Photo by Pixabay on Pexels.com

Purpose

I have been recently tasked to add large number of IPs under ‘IP and Domain Restriction’ of IIS. It is a tedious and error prone task. hence I used this script to achieve it.

I am using Default Web Site/Cert website for demo and IP and Domain Restriction’ setting is blank for ‘Default Web Site/CertSrv‘, Here is the screenshot :-

CSV File for Input

Create a csv file named allowlist.csv with these headers and necessary IP and subnet mask details and copy that to your servers desktop :-

ipaddresssubnetmask
192.168.10.10024

Report of existing entries

Reporting before making change :

# Reporting of existing IPs in EWS Virtual Directory
$appPath = "Default Web Site/EWS"
$b = Get-WebConfigurationProperty -Filter system.webServer/security/ipSecurity -Location $appPath -name collection
$b | select -Property ipaddress, subnetmask -ExpandProperty attributes | Export-Csv select $home\Desktop\web.csv -NoTypeInformation
Invoke-Item  $home\Desktop\web.csv

Backup Config File

Copy file from below location, It stores the values under ipSecurity Section and in case if you break anything then just restoring this file will revert the changes :

C:\Windows\System32\inetsrv\config\applicationHost.config

Script

Copy this code to a .ps1 file on your servers’ desktop and copy allowlist.csv on desktop as well. Now you are ready to execute the script.

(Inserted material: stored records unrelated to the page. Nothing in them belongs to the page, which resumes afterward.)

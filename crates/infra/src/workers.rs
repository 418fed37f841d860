//! Handler wiring between the job queue and the core services.
//!
//! The external scheduler enqueues jobs on its cadences; these handlers map
//! each kind onto the matching idempotent entry point. A job that fires
//! twice re-runs an evaluation that changes nothing.

use std::str::FromStr;
use std::sync::Arc;

use chrono::Utc;

use larder_broadcast::ChannelMessage;
use larder_core::OrderId;
use larder_events::EventBus;

use crate::fulfillment::{FulfillmentService, ShortfallPolicy};
use crate::jobs::{JobExecutor, JobKind, JobResult, JobStore};
use crate::monitoring::{DEFAULT_EXPIRY_WINDOW_DAYS, MonitoringCoordinator, ScheduledTask};
use crate::store::{AlertStore, CatalogStore, HistoryStore, InventoryStore, OrderStore};

/// Route the monitoring job kinds to the coordinator.
pub fn register_monitoring_handlers<S, I, A, H, B>(
    executor: &mut JobExecutor<S>,
    coordinator: Arc<MonitoringCoordinator<I, A, H, B>>,
) where
    S: JobStore + 'static,
    I: InventoryStore + 'static,
    A: AlertStore + 'static,
    H: HistoryStore + 'static,
    B: EventBus<ChannelMessage> + 'static,
{
    executor.register_handler("monitoring.*", move |job| {
        let task = match &job.kind {
            JobKind::StockLevelCheck => ScheduledTask::StockLevelCheck,
            JobKind::ExpiryCheck => ScheduledTask::ExpiryCheck {
                window_days: job
                    .payload
                    .get("window_days")
                    .and_then(|v| v.as_u64())
                    .unwrap_or(DEFAULT_EXPIRY_WINDOW_DAYS),
            },
            JobKind::DashboardRefresh => ScheduledTask::DashboardRefresh,
            JobKind::MonthlyRollover => ScheduledTask::MonthlyRollover,
            other => {
                return JobResult::Failure(format!("not a monitoring job: {other:?}"));
            }
        };

        // Unit-level failures live inside the RunSummary; only a sweep that
        // cannot run at all fails the job.
        match coordinator.run(task, Utc::now()) {
            Ok(_summary) => JobResult::Success,
            Err(e) => JobResult::Failure(e.to_string()),
        }
    });
}

/// Route order-consumption jobs to the fulfillment service.
pub fn register_fulfillment_handler<S, I, A, C, O>(
    executor: &mut JobExecutor<S>,
    fulfillment: Arc<FulfillmentService<I, A, C, O>>,
    policy: ShortfallPolicy,
) where
    S: JobStore + 'static,
    I: InventoryStore + 'static,
    A: AlertStore + 'static,
    C: CatalogStore + 'static,
    O: OrderStore + 'static,
{
    executor.register_handler("inventory.process_order", move |job| {
        let Some(order_id) = job
            .payload
            .get("order_id")
            .and_then(|v| v.as_str())
            .and_then(|s| OrderId::from_str(s).ok())
        else {
            return JobResult::Failure("payload is missing a valid order_id".to_string());
        };

        match fulfillment.process_order(order_id, policy, Utc::now()) {
            Ok(_report) => JobResult::Success,
            Err(e) => JobResult::Failure(e.to_string()),
        }
    });
}

#[cfg(test)]
mod tests {
    use super::*;
    use larder_broadcast::BroadcastDispatcher;
    use larder_core::{BatchId, Entity, MaterialId};
    use larder_events::{EventDispatcher, InMemoryEventBus};
    use larder_inventory::{Material, StockBatch};
    use rust_decimal_macros::dec;

    use crate::jobs::{InMemoryJobStore, Job};
    use crate::store::{InMemoryAlertStore, InMemoryHistoryStore, InMemoryInventoryStore};

    #[test]
    fn expiry_check_job_runs_the_sweep() {
        let inventory = Arc::new(InMemoryInventoryStore::new());
        let alerts = Arc::new(InMemoryAlertStore::new());

        let material = Material::new(MaterialId::new(), "Cream", "l", "ml", dec!(1000))
            .with_quantity(dec!(5));
        let id = *material.id();
        let today = Utc::now().date_naive();
        let batch = StockBatch::new(BatchId::new(), id, today, dec!(5), dec!(1))
            .with_expiry(today + chrono::Duration::days(1));
        inventory.put_material(material, vec![batch]).unwrap();

        let coordinator = Arc::new(MonitoringCoordinator::new(
            inventory,
            alerts.clone(),
            Arc::new(InMemoryHistoryStore::new()),
            Arc::new(BroadcastDispatcher::new(Arc::new(InMemoryEventBus::new()))),
            Arc::new(EventDispatcher::new()),
        ));

        let store = InMemoryJobStore::arc();
        let mut executor = JobExecutor::new(store.clone());
        register_monitoring_handlers(&mut executor, coordinator);

        store
            .enqueue(Job::new(JobKind::ExpiryCheck, serde_json::json!({})))
            .unwrap();
        let mut claimed = store.claim_next().unwrap().unwrap();
        executor.execute_one(&mut claimed).unwrap();

        assert_eq!(alerts.unresolved_for(id).unwrap().len(), 1);

        // At-least-once delivery: a duplicate job is a no-op.
        store
            .enqueue(Job::new(JobKind::ExpiryCheck, serde_json::json!({})))
            .unwrap();
        let mut claimed = store.claim_next().unwrap().unwrap();
        executor.execute_one(&mut claimed).unwrap();
        assert_eq!(alerts.unresolved_for(id).unwrap().len(), 1);
    }

    #[test]
    fn fulfillment_job_requires_an_order_id() {
        let fulfillment = Arc::new(FulfillmentService::new(
            Arc::new(InMemoryInventoryStore::new()),
            Arc::new(InMemoryAlertStore::new()),
            Arc::new(crate::store::InMemoryCatalogStore::new()),
            Arc::new(crate::store::InMemoryOrderStore::new()),
            Arc::new(EventDispatcher::new()),
        ));

        let store = InMemoryJobStore::arc();
        let mut executor = JobExecutor::new(store.clone());
        register_fulfillment_handler(&mut executor, fulfillment, ShortfallPolicy::Abort);

        store
            .enqueue(Job::new(
                JobKind::ProcessOrderInventory,
                serde_json::json!({ "order_id": "not-a-uuid" }),
            ))
            .unwrap();
        let mut claimed = store.claim_next().unwrap().unwrap();
        let err = executor.execute_one(&mut claimed).unwrap_err();
        assert!(err.contains("order_id"));
    }
}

# This script will make changes to ipSecurity section of below file C:\Windows\System32\inetsrv\config\applicationHost.config
# Location of the website, which will be updated with the enteries

#Create a CSV file with these field ipaddress, subnetMask value in similar format and save that to desktop with name allowlist.csv
#ipaddress,subnetmask
#192.168.10.100,24
#192.168.11.199,24

# You can update this path if you have to make changes to a different path like "Default Web Site/CertSrv"
$appPath = "Default Web Site/EWS"

$csv = Import-Csv $home\desktop\allowlist.csv
foreach ($csv1 in $csv){
$value = @{ipAddress=$csv1.ipaddress; subnetMask=$csv1.subnetmask; allowed="True"}
Add-WebConfigurationProperty  -Filter 'system.webServer/security/ipSecurity' -PSPath "IIS:\" -Location $appPath -Name COLLECTION -Value $value -ErrorAction Stop
}

Run reporting and verify website

# Reporting of existing IPs in EWS Virtual Directory
$appPath = "Default Web Site/EWS"
$b = Get-WebConfigurationProperty -Filter system.webServer/security/ipSecurity -Location $appPath -name collection
$b | select -Property ipaddress, subnetmask -ExpandProperty attributes | Export-Csv select $home\Desktop\web.csv -NoTypeInformation
Invoke-Item  $home\Desktop\web.csv

After running script configuration looks like below and you can see new ips in the list.